Олексенко А.И.: Позвольте еще маленькую реплику. Здесь очень интересна тема истории в связи с фильмами Тарковского. Я обратил внимание в его фильмах не столько на монеты, сколько на то, что Тарковский постоянно обсуждает тему «патины времени», «наслоения времен». Операторская камера и движется так, чтобы передать эту патину.

Роберт Бёрд: Верно, у Тарковского мы почти в «чистом виде» наблюдаем, как материальный мир становится способным вместить в себя какой-то смысл. Может быть, мы не можем уловить этот смысл, но мы видим, как материя становится смыслообразующей стихией.

Олексенко А.И.: Более того, он как-то прямо сказал (не помню сейчас где), что открыл для себя способность пленки впечатывать в себя эти смыслы.

Роберт Бёрд: Да, это очень глубокие идеи. Это можно как-то связать с воплощением. После прихода Христа мы видим, что этот мир способен принять в себя что-то новое — то, чего еще нет. И это остается как потенция. Поэтому образ Божий раскрывается как нечто новое — как богочеловечество, как обожение, как обещание. Но и понятие зрительного образа для нас тоже тогда меняется, дает нам какое-то новое руководство.

Хоружий С.С.: Вы говорите о положительных потенциях, о возможности обогащения нашей образности, а мы пока констатировали, что с миром происходит обратный процесс — нисхождение.

Роберт Бёрд: Да, я просто не хотел тут углубляться. Мы живем в мире, где на нас постоянно накладывают какие-то образы. И мы видим на самом деле эту двойную проекцию. Мне вчера указали на статью покойного академика Александра Панченко на тему «Серебряный век и гибель России». Он винит Серебряный век в падении России.
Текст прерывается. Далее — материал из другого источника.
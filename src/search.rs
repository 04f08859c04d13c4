use log::info;
use std::fmt::Write;
use std::time::Instant;

use crate::embedding::EmbeddingProvider;
use crate::error::Result;
use crate::render::{rule, score_bar, truncate};
use crate::schema::*;
use crate::store::{Filter, RecordStore, ScoredRecord, SearchRequest};

/// Asks for the glossary terms, the `employees` columns and the example SQL
/// behind "average salary per title".
pub const DEFAULT_QUERY: &str = "직급별 평균 연봉 조회 방법";
pub const DEFAULT_LIMIT: u64 = 5;

#[derive(Debug, Clone, PartialEq)]
pub struct SearchPlan {
    pub collection: &'static str,
    pub label: &'static str,
    pub score_threshold: Option<f32>,
    pub filter: Option<Filter>,
}

/// Glossary, catalog, then SQL history.
pub fn search_plans() -> Vec<SearchPlan> {
    vec![
        SearchPlan {
            collection: GLOSSARY_COLLECTION,
            label: "Glossary 검색 (용어 및 정의)",
            score_threshold: Some(0.3),
            filter: Some(Filter::must("type", RecordType::Glossary.as_str())),
        },
        SearchPlan {
            collection: CATALOG_COLLECTION,
            label: "Catalog 검색 (테이블 및 컬럼 정보)",
            score_threshold: None,
            filter: None,
        },
        SearchPlan {
            collection: SQL_HISTORY_COLLECTION,
            label: "SQL History 검색 (관련 SQL 쿼리 예제)",
            score_threshold: Some(0.1),
            filter: Some(Filter::must("type", RecordType::History.as_str())),
        },
    ]
}

#[derive(Debug, Clone)]
pub struct CollectionHits {
    pub plan: SearchPlan,
    pub elapsed_ms: f64,
    pub hits: Vec<ScoredRecord>,
}

#[derive(Debug, Clone)]
pub struct SearchReport {
    pub query: String,
    pub total_ms: f64,
    pub results: Vec<CollectionHits>,
}

/// Embeds `query` once and searches every collection with it, one after another.
pub async fn search_all<S, E>(store: &S, embedder: &E, query: &str, limit: u64) -> Result<SearchReport>
where
    S: RecordStore + ?Sized,
    E: EmbeddingProvider + ?Sized,
{
    let vector = embedder.embed(query).await?;
    info!("Embedded query with {}", embedder.model_name());
    let total_start = Instant::now();

    let mut results = vec![];
    for plan in search_plans() {
        let start = Instant::now();
        let hits = store
            .search(
                plan.collection,
                SearchRequest {
                    vector: vector.clone(),
                    limit,
                    score_threshold: plan.score_threshold,
                    filter: plan.filter.clone(),
                },
            )
            .await?;
        let elapsed_ms = start.elapsed().as_secs_f64() * 1000.0;
        info!("{}: {} hits in {:.2}ms", plan.collection, hits.len(), elapsed_ms);

        results.push(CollectionHits {
            plan,
            elapsed_ms,
            hits,
        });
    }

    Ok(SearchReport {
        query: query.to_string(),
        total_ms: total_start.elapsed().as_secs_f64() * 1000.0,
        results,
    })
}

fn render_glossary_hit(out: &mut String, hit: &ScoredRecord) {
    let payload = from_payload::<GlossaryPayload>(&hit.payload).ok();
    let title = payload.as_ref().map_or("N/A", |p| p.title.as_str());
    let description = payload
        .as_ref()
        .map_or("N/A".to_string(), |p| truncate(&p.description, 80));

    let _ = writeln!(out, "      제목: {}", title);
    let _ = writeln!(out, "      설명: {}", description);
}

fn render_catalog_hit(out: &mut String, hit: &ScoredRecord) {
    let payload = match from_payload::<CatalogPayload>(&hit.payload) {
        Ok(payload) => payload,
        Err(_) => {
            let _ = writeln!(out, "      테이블: N/A");
            return;
        }
    };

    let _ = writeln!(out, "      테이블: {}", payload.table);
    let _ = writeln!(out, "      설명: {}", payload.description);
    if !payload.columns.is_empty() {
        let _ = writeln!(out, "      컬럼:");
        for col in &payload.columns {
            let _ = writeln!(
                out,
                "        - {} ({}): {}",
                col.name, col.dtype, col.description
            );
        }
    }
}

fn render_sql_hit(out: &mut String, hit: &ScoredRecord) {
    let payload = match from_payload::<SqlHistoryPayload>(&hit.payload) {
        Ok(payload) => payload,
        Err(_) => {
            let _ = writeln!(out, "      제목: N/A");
            return;
        }
    };

    let _ = writeln!(out, "      제목: {}", payload.title);
    let _ = writeln!(out, "      설명: {}", truncate(&payload.description, 80));
    if !payload.sql.is_empty() {
        let _ = writeln!(out, "      쿼리: {}", truncate(&payload.sql, 100));
    }
}

pub fn render_report(report: &SearchReport) -> String {
    let mut out = String::new();

    let _ = writeln!(out, "{}", rule());
    let _ = writeln!(out, "통합 검색 예제: 하나의 질문으로 관련 정보 검색");
    let _ = writeln!(out, "{}", rule());
    let _ = writeln!(out);
    let _ = writeln!(out, "검색 질문: '{}'", report.query);
    let _ = writeln!(out);

    for (idx, result) in report.results.iter().enumerate() {
        let _ = writeln!(out, "{}", rule());
        let _ = writeln!(out, "[{}] {}", idx + 1, result.plan.label);
        let _ = writeln!(out, "{}", rule());
        let _ = writeln!(out, "검색 시간: {:.2}ms", result.elapsed_ms);
        let _ = writeln!(out, "결과: {}건", result.hits.len());
        let _ = writeln!(out);

        for (rank, hit) in result.hits.iter().enumerate() {
            let _ = writeln!(
                out,
                "  [{}] 점수: {:.4} {}",
                rank + 1,
                hit.score,
                score_bar(hit.score)
            );
            let _ = writeln!(out, "      ID: {}", hit.id);
            match result.plan.collection {
                GLOSSARY_COLLECTION => render_glossary_hit(&mut out, hit),
                CATALOG_COLLECTION => render_catalog_hit(&mut out, hit),
                _ => render_sql_hit(&mut out, hit),
            }
            let _ = writeln!(out);
        }
        let _ = writeln!(out);
    }

    let _ = writeln!(out, "{}", rule());
    let _ = writeln!(out, "검색 요약");
    let _ = writeln!(out, "{}", rule());
    let _ = writeln!(out, "질문: '{}'", report.query);
    let _ = writeln!(out, "총 검색 시간: {:.2}ms", report.total_ms);
    for result in &report.results {
        let _ = writeln!(
            out,
            "  - {}: {:.2}ms ({}건)",
            result.plan.collection,
            result.elapsed_ms,
            result.hits.len()
        );
    }

    out
}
И я это понимаю так, что символисты виноваты в инфляции образа. Как будто образ и виртуальный мир может нас как-то удовлетворять. В итоге мы видим, что люди полностью существуют в виртуальном мире и хотят функционировать как виртуальные существа. Они отображают виртуальный мир — как говорят здесь — мир глянцевых журналов. Это и есть то явление, когда люди пытаются отображать тот образ, который на них же и накладывают. Получается нечто такое сатанинское, обратная сторона — то, о чем пытался сказать Вяч. Иванов, вводя понятие двойной проекции. Действительно, так теряется реальность. Здесь, по-моему, хотели (и Флоренский в особенности), определить такой образ который не терял бы реальности, а который утверждал бы необходимость реального существования, реального действия в мире. Я как раз пытаюсь оградить символ от таких превращений.

Хоружий С.С.: От виртуальных утрат символичности.
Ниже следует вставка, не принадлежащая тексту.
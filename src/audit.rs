//! Reads change history back out of the store and summarises it.
//!
//! Aggregation is pure: [`latest_updates`], [`field_counts`] and
//! [`reason_counts`] work on already-loaded [`AuditRecord`]s. The `render_*`
//! functions turn them into the console report.

use log::info;
use std::collections::BTreeMap;
use std::fmt::Write;

use crate::error::Result;
use crate::history::{parse_history, FieldValue, HistoryEntry, SynonymDiff};
use crate::render::{format_timestamp, preview, rule, truncate};
use crate::schema::*;
use crate::store::{RecordStore, StoredRecord};

/// Upper bound on records read per collection.
pub const SCROLL_LIMIT: u32 = 100;
pub const RECENT_SHOWN: usize = 10;

#[derive(Debug, Clone, PartialEq, Eq)]
pub struct AuditRecord {
    pub collection: String,
    pub id: u64,
    pub title: String,
    pub synonyms: Vec<String>,
    pub history: Vec<HistoryEntry>,
}

impl AuditRecord {
    /// Title is `title`, or `table` for catalog records.
    pub fn from_stored(collection: &str, record: &StoredRecord) -> Self {
        let text = |key: &str| record.payload.get(key).and_then(|v| v.as_str());
        let synonyms = record
            .payload
            .get("synonyms")
            .and_then(|v| v.as_array())
            .map(|items| {
                items
                    .iter()
                    .filter_map(|s| s.as_str().map(str::to_string))
                    .collect()
            })
            .unwrap_or_default();

        Self {
            collection: collection.to_string(),
            id: record.id,
            title: text("title")
                .or_else(|| text("table"))
                .unwrap_or("N/A")
                .to_string(),
            synonyms,
            history: record
                .payload
                .get(HISTORY_FIELD)
                .map(parse_history)
                .unwrap_or_default(),
        }
    }
}

#[derive(Debug, Clone, PartialEq, Eq)]
pub struct RecentUpdate {
    pub collection: String,
    pub id: u64,
    pub title: String,
    /// Empty when no entry carries a timestamp; sorts last.
    pub latest_update: String,
    pub update_count: usize,
}

/// Records with history, most recently changed first.
pub fn latest_updates(records: &[AuditRecord]) -> Vec<RecentUpdate> {
    let mut updates: Vec<RecentUpdate> = records
        .iter()
        .filter(|r| !r.history.is_empty())
        .map(|r| RecentUpdate {
            collection: r.collection.clone(),
            id: r.id,
            title: r.title.clone(),
            latest_update: r
                .history
                .iter()
                .map(|h| h.timestamp.as_str())
                .filter(|t| !t.is_empty())
                .max()
                .unwrap_or("")
                .to_string(),
            update_count: r.history.len(),
        })
        .collect();

    updates.sort_by(|a, b| b.latest_update.cmp(&a.latest_update));
    updates
}

pub fn field_counts(records: &[AuditRecord]) -> BTreeMap<String, usize> {
    count_by(records, |h| &h.field)
}

pub fn reason_counts(records: &[AuditRecord]) -> BTreeMap<String, usize> {
    count_by(records, |h| &h.reason)
}

fn count_by<F>(records: &[AuditRecord], key: F) -> BTreeMap<String, usize>
where
    F: Fn(&HistoryEntry) -> &String,
{
    let mut counts = BTreeMap::new();
    for entry in records.iter().flat_map(|r| &r.history) {
        *counts.entry(key(entry).clone()).or_insert(0) += 1;
    }
    counts
}

pub fn total_entries(records: &[AuditRecord]) -> usize {
    records.iter().map(|r| r.history.len()).sum()
}

/// Highest count first, ties by name.
pub fn ranked(counts: &BTreeMap<String, usize>) -> Vec<(&str, usize)> {
    let mut ranked: Vec<(&str, usize)> = counts.iter().map(|(k, v)| (k.as_str(), *v)).collect();
    ranked.sort_by(|a, b| b.1.cmp(&a.1).then(a.0.cmp(b.0)));
    ranked
}

pub fn records_with_field<'a>(records: &'a [AuditRecord], field: &str) -> Vec<&'a AuditRecord> {
    records
        .iter()
        .filter(|r| r.history.iter().any(|h| h.field == field))
        .collect()
}

/// Latest history entry that changed `synonyms`.
pub fn latest_synonym_change(history: &[HistoryEntry]) -> Option<&HistoryEntry> {
    history.iter().rev().find(|h| h.field == "synonyms")
}

/// Loads every record of the three collections.
pub async fn load_records<S>(store: &S) -> Result<Vec<AuditRecord>>
where
    S: RecordStore + ?Sized,
{
    let mut records = vec![];
    for collection in COLLECTIONS {
        let stored = store.scroll(collection, None, SCROLL_LIMIT).await?;
        info!("Read {} records from {}", stored.len(), collection);
        records.extend(stored.iter().map(|r| AuditRecord::from_stored(collection, r)));
    }
    Ok(records)
}

fn render_value_change(out: &mut String, entry: &HistoryEntry) {
    let (old, new) = match (&entry.old_value, &entry.new_value) {
        (Some(old), Some(new)) if !old.is_empty() && !new.is_empty() => (old, new),
        _ => return,
    };

    match (old, new) {
        (FieldValue::List(old), FieldValue::List(new)) => {
            let _ = writeln!(out, "        이전 ({}개): {}", old.len(), preview(old, 5));
            let _ = writeln!(out, "        이후 ({}개): {}", new.len(), preview(new, 5));
            let diff = SynonymDiff::between(old, new);
            let added: Vec<&String> = diff.added.iter().collect();
            let removed: Vec<&String> = diff.removed.iter().collect();
            if !added.is_empty() {
                let _ = writeln!(out, "        ✨ 추가됨: {}", preview(&added, 3));
            }
            if !removed.is_empty() {
                let _ = writeln!(out, "        🗑️  제거됨: {}", preview(&removed, 3));
            }
        }
        _ => {
            let old = value_text(old);
            let new = value_text(new);
            let _ = writeln!(out, "        🔴 이전: {}", truncate(&old, 80));
            let _ = writeln!(out, "        🟢 이후: {}", truncate(&new, 80));
            if old != new {
                let _ = writeln!(out, "        ⚠️  완전히 다른 내용으로 변경되었습니다!");
            }
        }
    }
}

fn value_text(value: &FieldValue) -> String {
    match value {
        FieldValue::Text(text) => text.clone(),
        FieldValue::List(items) => items.join(", "),
    }
}

/// Current state and full history of one glossary record.
pub fn render_record_history(id: u64, payload: Option<&GlossaryPayload>) -> String {
    let mut out = String::new();
    let _ = writeln!(out, "[1] 특정 포인트(ID: {})의 변경 이력", id);
    let _ = writeln!(out);

    let payload = match payload {
        Some(payload) => payload,
        None => {
            let _ = writeln!(out, "  포인트를 찾을 수 없습니다.");
            return out;
        }
    };

    let _ = writeln!(out, "  제목: {}", payload.title);
    let _ = writeln!(out, "  설명: {}", payload.description);
    let _ = writeln!(out, "  동의어: {}", payload.synonyms.join(", "));
    let _ = writeln!(out);

    if payload.update_history.is_empty() {
        let _ = writeln!(out, "  변경 이력이 없습니다.");
        return out;
    }

    let _ = writeln!(out, "  변경 이력 ({}건):", payload.update_history.len());
    for (idx, entry) in payload.update_history.iter().enumerate() {
        let _ = writeln!(out, "    [{}] {}", idx + 1, format_timestamp(&entry.timestamp));
        let _ = writeln!(out, "        필드: {}", entry.field);
        let _ = writeln!(out, "        사유: {}", entry.reason);
        render_value_change(&mut out, entry);
        let _ = writeln!(out);
    }
    out
}

pub fn render_recent(updates: &[RecentUpdate]) -> String {
    let mut out = String::new();
    let _ = writeln!(out, "[2] 최근 업데이트된 모든 항목 조회");
    let _ = writeln!(out);

    if updates.is_empty() {
        let _ = writeln!(out, "  최근 업데이트된 항목이 없습니다.");
        return out;
    }

    let _ = writeln!(out, "  총 {}개 항목이 최근에 업데이트되었습니다:", updates.len());
    let _ = writeln!(out);
    for (idx, update) in updates.iter().take(RECENT_SHOWN).enumerate() {
        let _ = writeln!(
            out,
            "  [{}] {} ID {}: {}",
            idx + 1,
            update.collection,
            update.id,
            update.title
        );
        let _ = writeln!(out, "      업데이트 횟수: {}회", update.update_count);
        if !update.latest_update.is_empty() {
            let _ = writeln!(
                out,
                "      최근 업데이트: {}",
                format_timestamp(&update.latest_update)
            );
        }
        let _ = writeln!(out);
    }
    out
}

pub fn render_synonym_records(records: &[&AuditRecord]) -> String {
    let mut out = String::new();
    let _ = writeln!(out, "[3] 특정 필드(synonyms)가 업데이트된 항목 검색");
    let _ = writeln!(out);

    if records.is_empty() {
        let _ = writeln!(out, "  synonyms 필드가 업데이트된 항목이 없습니다.");
        return out;
    }

    let _ = writeln!(out, "  synonyms 필드가 업데이트된 항목: {}개", records.len());
    let _ = writeln!(out);
    for (idx, record) in records.iter().enumerate() {
        let _ = writeln!(out, "  [{}] ID {}: {}", idx + 1, record.id, record.title);
        let _ = writeln!(out, "      현재 동의어 수: {}개", record.synonyms.len());
        let _ = writeln!(out, "      동의어: {}", preview(&record.synonyms, 5));
        let _ = writeln!(out);
    }
    out
}

pub fn render_statistics(records: &[AuditRecord]) -> String {
    let mut out = String::new();
    let _ = writeln!(out, "[4] 변경 통계");
    let _ = writeln!(out);

    let changed = records.iter().filter(|r| !r.history.is_empty()).count();
    let _ = writeln!(out, "  총 변경 건수: {}건", total_entries(records));
    let _ = writeln!(out, "  변경된 항목 수: {}개", changed);
    let _ = writeln!(out);

    let _ = writeln!(out, "  필드별 변경 건수:");
    for (field, count) in ranked(&field_counts(records)) {
        let _ = writeln!(out, "    - {}: {}건", field, count);
    }
    let _ = writeln!(out);

    let _ = writeln!(out, "  변경 사유별 통계:");
    for (reason, count) in ranked(&reason_counts(records)) {
        let _ = writeln!(out, "    - {}: {}건", reason, count);
    }
    out
}

/// Full before/after of the latest synonym change on one record.
pub fn render_synonym_comparison(id: u64, payload: Option<&GlossaryPayload>) -> String {
    let mut out = String::new();
    let _ = writeln!(out, "[5] 업데이트 전후 비교 (ID: {})", id);
    let _ = writeln!(out);

    let history = payload.map(|p| p.update_history.as_slice()).unwrap_or(&[]);
    if history.is_empty() {
        let _ = writeln!(out, "  변경 이력이 없습니다.");
        return out;
    }

    let latest = match latest_synonym_change(history) {
        Some(latest) => latest,
        None => {
            let _ = writeln!(out, "  synonyms 필드 변경 이력이 없습니다.");
            return out;
        }
    };

    let as_list = |v: &Option<FieldValue>| -> Vec<String> {
        v.as_ref()
            .and_then(|v| v.as_list())
            .map(|items| items.to_vec())
            .unwrap_or_default()
    };
    let old = as_list(&latest.old_value);
    let new = as_list(&latest.new_value);

    let _ = writeln!(out, "  synonyms 필드 변경 내역:");
    let _ = writeln!(out);
    let _ = writeln!(out, "    🔴 이전 동의어 ({}개):", old.len());
    for (idx, syn) in old.iter().enumerate() {
        let _ = writeln!(out, "      [{}] {}", idx + 1, syn);
    }
    let _ = writeln!(out);
    let _ = writeln!(out, "    🟢 이후 동의어 ({}개):", new.len());
    for (idx, syn) in new.iter().enumerate() {
        let _ = writeln!(out, "      [{}] {}", idx + 1, syn);
    }
    let _ = writeln!(out);

    let diff = SynonymDiff::between(&old, &new);
    if !diff.added.is_empty() {
        let _ = writeln!(out, "    ✨ 새로 추가된 동의어 ({}개):", diff.added.len());
        for (idx, syn) in diff.added.iter().enumerate() {
            let _ = writeln!(out, "      [{}] {}", idx + 1, syn);
        }
    }
    if !diff.removed.is_empty() {
        let _ = writeln!(out);
        let _ = writeln!(out, "    🗑️  제거된 동의어 ({}개):", diff.removed.len());
        for (idx, syn) in diff.removed.iter().enumerate() {
            let _ = writeln!(out, "      [{}] {}", idx + 1, syn);
        }
    }
    out
}

/// Builds the whole audit report for glossary record `id`.
pub async fn run_audit<S>(store: &S, id: u64) -> Result<String>
where
    S: RecordStore + ?Sized,
{
    let payload = match store.retrieve(GLOSSARY_COLLECTION, id).await? {
        Some(record) => Some(from_payload::<GlossaryPayload>(&record.payload)?),
        None => None,
    };
    let records = load_records(store).await?;
    let glossary: Vec<AuditRecord> = records
        .iter()
        .filter(|r| r.collection == GLOSSARY_COLLECTION)
        .cloned()
        .collect();

    let mut out = String::new();
    let _ = writeln!(out, "{}", rule());
    let _ = writeln!(out, "변경 내역 조회");
    let _ = writeln!(out, "{}", rule());
    let _ = writeln!(out);
    let _ = writeln!(out, "{}", render_record_history(id, payload.as_ref()));
    let _ = writeln!(out, "{}", render_recent(&latest_updates(&records)));
    let _ = writeln!(out, "{}", render_synonym_records(&records_with_field(&glossary, "synonyms")));
    let _ = writeln!(out, "{}", render_statistics(&records));
    let _ = writeln!(out, "{}", render_synonym_comparison(id, payload.as_ref()));
    let _ = writeln!(out, "{}", rule());
    let _ = writeln!(out, "변경 내역 조회 완료");
    let _ = writeln!(out, "{}", rule());
    Ok(out)
}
Роберт Берд: Символ требует этой реальности, а получается, что в символизме она постоянно теряется. Вопрос состоит в том, как можно понять символизм, сохраняя материальность. У Мандельштама, кажется, это получается лучше всего.

Хоружий С.С.: Да, это как раз тема акмеизма, если угодно. Пожалуйста, еще вопросы.

Скурлатов В.И.: Как можно связать эту тематику с жертвоприношением. Я имею в виду не только фильм Тарковского, но и жертвоприношение в Евхаристии? Хлеб, вино, тело и кровь Христовы — это тоже своего рода печати. И жертвоприношение как распечатывание. Жертвоприношение — это явление первозданное, дохристианское. Можно вспомнить миф жертвоприношения Пуруши. Когда Пурушу расчленяют, и из этого получается все мироздание. Как можно связать тематику, которую Вы рассматривали с сутью жертвоприношения? Тогда, наверное, нельзя будет говорить, что печать — это только христианская традиция, только Боговоплощение

Роберт Бёрд: Для меня это, наверное, опасная территория.

Хоружий С.С.: Компаративистская?

Роберт Бёрд: Нет, я имею в виду Евхаристию. Про Пурушу мне тем более нельзя вслух рассуждать: я просто не знаю буддизм и индуизм достаточно хорошо.

Скурлатов В.И.: Индуизм брать не обязательно. Во всех религиях во все времена жертвоприношение — исходный пункт человечности, это самое вещественное.

Хоружий С.С.: Это законный вопрос. В архаической религиозности, по крайней мере, некие параллели усматривать законно. Насколько они отвечают сути дела — это вопрос.